▽
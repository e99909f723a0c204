//! OpenAI Chat Completions API 类型定义

use serde::{Deserialize, Serialize};

/// 对话消息，对应 OpenAI messages 数组中的单条记录
#[derive(Debug, Serialize, Deserialize, Clone, Default)]
pub struct Message {
    /// 角色：`user` / `assistant` / `system` / `tool`
    pub role: String,
    /// 文本内容（工具调用消息可能为 None）
    #[serde(skip_serializing_if = "Option::is_none")]
    pub content: Option<String>,
    /// 工具调用列表（`assistant` 角色发起工具调用时携带）
    #[serde(skip_serializing_if = "Option::is_none")]
    pub tool_calls: Option<Vec<ToolCall>>,
    /// 工具名称（`tool` 角色使用）
    #[serde(skip_serializing_if = "Option::is_none")]
    pub name: Option<String>,
    /// 工具调用 ID，关联到对应的 `tool_call`（`tool` 角色使用）
    #[serde(skip_serializing_if = "Option::is_none")]
    pub tool_call_id: Option<String>,
}

impl Message {
    pub fn system(content: String) -> Self {
        Self {
            role: "system".to_string(),
            content: Some(content),
            tool_calls: None,
            name: None,
            tool_call_id: None,
        }
    }

    pub fn user(content: String) -> Self {
        Self {
            role: "user".to_string(),
            content: Some(content),
            tool_calls: None,
            name: None,
            tool_call_id: None,
        }
    }

    pub fn assistant(content: String) -> Self {
        Self {
            role: "assistant".to_string(),
            content: Some(content),
            tool_calls: None,
            name: None,
            tool_call_id: None,
        }
    }

    pub fn assistant_with_tools(tool_calls: Vec<ToolCall>) -> Self {
        Self {
            role: "assistant".to_string(),
            content: None,
            tool_calls: Some(tool_calls),
            name: None,
            tool_call_id: None,
        }
    }

    pub fn tool_result(tool_call_id: String, name: String, content: String) -> Self {
        Self {
            role: "tool".to_string(),
            content: Some(content),
            tool_calls: None,
            name: Some(name),
            tool_call_id: Some(tool_call_id),
        }
    }
}

/// LLM 发起的单次工具调用
#[derive(Debug, Serialize, Deserialize, Clone)]
pub struct ToolCall {
    pub id: String,
    #[serde(rename = "type")]
    pub call_type: String,
    pub function: FunctionCall,
}

impl ToolCall {
    pub fn function(id: impl Into<String>, name: impl Into<String>, arguments: impl Into<String>) -> Self {
        Self {
            id: id.into(),
            call_type: "function".to_string(),
            function: FunctionCall {
                name: name.into(),
                arguments: arguments.into(),
            },
        }
    }
}

/// 工具调用的函数信息
#[derive(Debug, Serialize, Deserialize, Clone)]
pub struct FunctionCall {
    pub name: String,
    /// JSON 序列化的参数字符串
    pub arguments: String,
}

/// 结构化输出的 JSON Schema 规格
#[derive(Debug, Serialize, Deserialize, Clone)]
pub struct JsonSchemaSpec {
    /// Schema 名称，用于模型识别（字母数字下划线）
    pub name: String,
    /// 标准 JSON Schema 对象
    pub schema: serde_json::Value,
    /// 是否强制严格遵守 schema（默认 true，推荐开启）
    #[serde(default = "default_true")]
    pub strict: bool,
}

fn default_true() -> bool {
    true
}

/// 对应 OpenAI `response_format` 字段；这里只用到按 JSON Schema 的结构化输出
#[derive(Debug, Serialize, Deserialize, Clone)]
#[serde(tag = "type", rename_all = "snake_case")]
pub enum ResponseFormat {
    JsonSchema { json_schema: JsonSchemaSpec },
}

impl ResponseFormat {
    pub fn json_schema(name: impl Into<String>, schema: serde_json::Value) -> Self {
        Self::JsonSchema {
            json_schema: JsonSchemaSpec {
                name: name.into(),
                schema,
                strict: true,
            },
        }
    }
}

/// OpenAI `/chat/completions` 请求体
#[derive(Debug, Serialize, Deserialize, Clone)]
pub struct ChatCompletionRequest {
    pub model: String,
    pub messages: Vec<Message>,
    #[serde(skip_serializing_if = "Option::is_none")]
    pub tools: Option<Vec<ToolDefinition>>,
    /// 工具选择策略：`"auto"` / `"none"` / 指定工具名
    #[serde(skip_serializing_if = "Option::is_none")]
    pub tool_choice: Option<String>,
    #[serde(skip_serializing_if = "Option::is_none")]
    pub temperature: Option<f32>,
    #[serde(skip_serializing_if = "Option::is_none")]
    pub max_tokens: Option<u32>,
    #[serde(skip_serializing_if = "Option::is_none")]
    pub stream: Option<bool>,
    /// 结构化输出格式（None = 默认文本）
    #[serde(skip_serializing_if = "Option::is_none")]
    pub response_format: Option<ResponseFormat>,
}

/// 发送给 LLM 的工具定义（对应 OpenAI tools 数组元素）
#[derive(Debug, Serialize, Deserialize, Clone)]
pub struct ToolDefinition {
    #[serde(rename = "type")]
    pub tool_type: String,
    pub function: FunctionSpec,
}

/// 工具的函数声明（name、描述和 JSON Schema 参数定义）
#[derive(Debug, Serialize, Deserialize, Clone)]
pub struct FunctionSpec {
    pub name: String,
    pub description: String,
    pub parameters: serde_json::Value,
}

impl ToolDefinition {
    pub fn new(name: &str, description: &str, parameters: serde_json::Value) -> Self {
        Self {
            tool_type: "function".to_string(),
            function: FunctionSpec {
                name: name.to_string(),
                description: description.to_string(),
                parameters,
            },
        }
    }
}

/// `/chat/completions` 响应中用到的部分，其余字段忽略
#[derive(Debug, Deserialize, Clone)]
pub struct ChatCompletionResponse {
    #[serde(default)]
    pub(crate) choices: Vec<Choice>,
    #[serde(default)]
    pub(crate) usage: Option<Usage>,
}

#[derive(Debug, Deserialize, Clone)]
pub struct Choice {
    pub message: Message,
    #[serde(default)]
    pub finish_reason: Option<String>,
}

#[derive(Debug, Deserialize, Clone)]
pub struct Usage {
    #[serde(default)]
    pub prompt_tokens: Option<u32>,
    #[serde(default)]
    pub completion_tokens: Option<u32>,
    #[serde(default)]
    pub total_tokens: Option<u32>,
}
△
- _Exercise instructions_
In the records, which lines use the word "arguments"? Report them.

- _Completed exercise_
    pub fn function(id: impl Into<String>, name: impl Into<String>, arguments: impl Into<String>) -> Self {
                arguments: arguments.into(),
    pub arguments: String,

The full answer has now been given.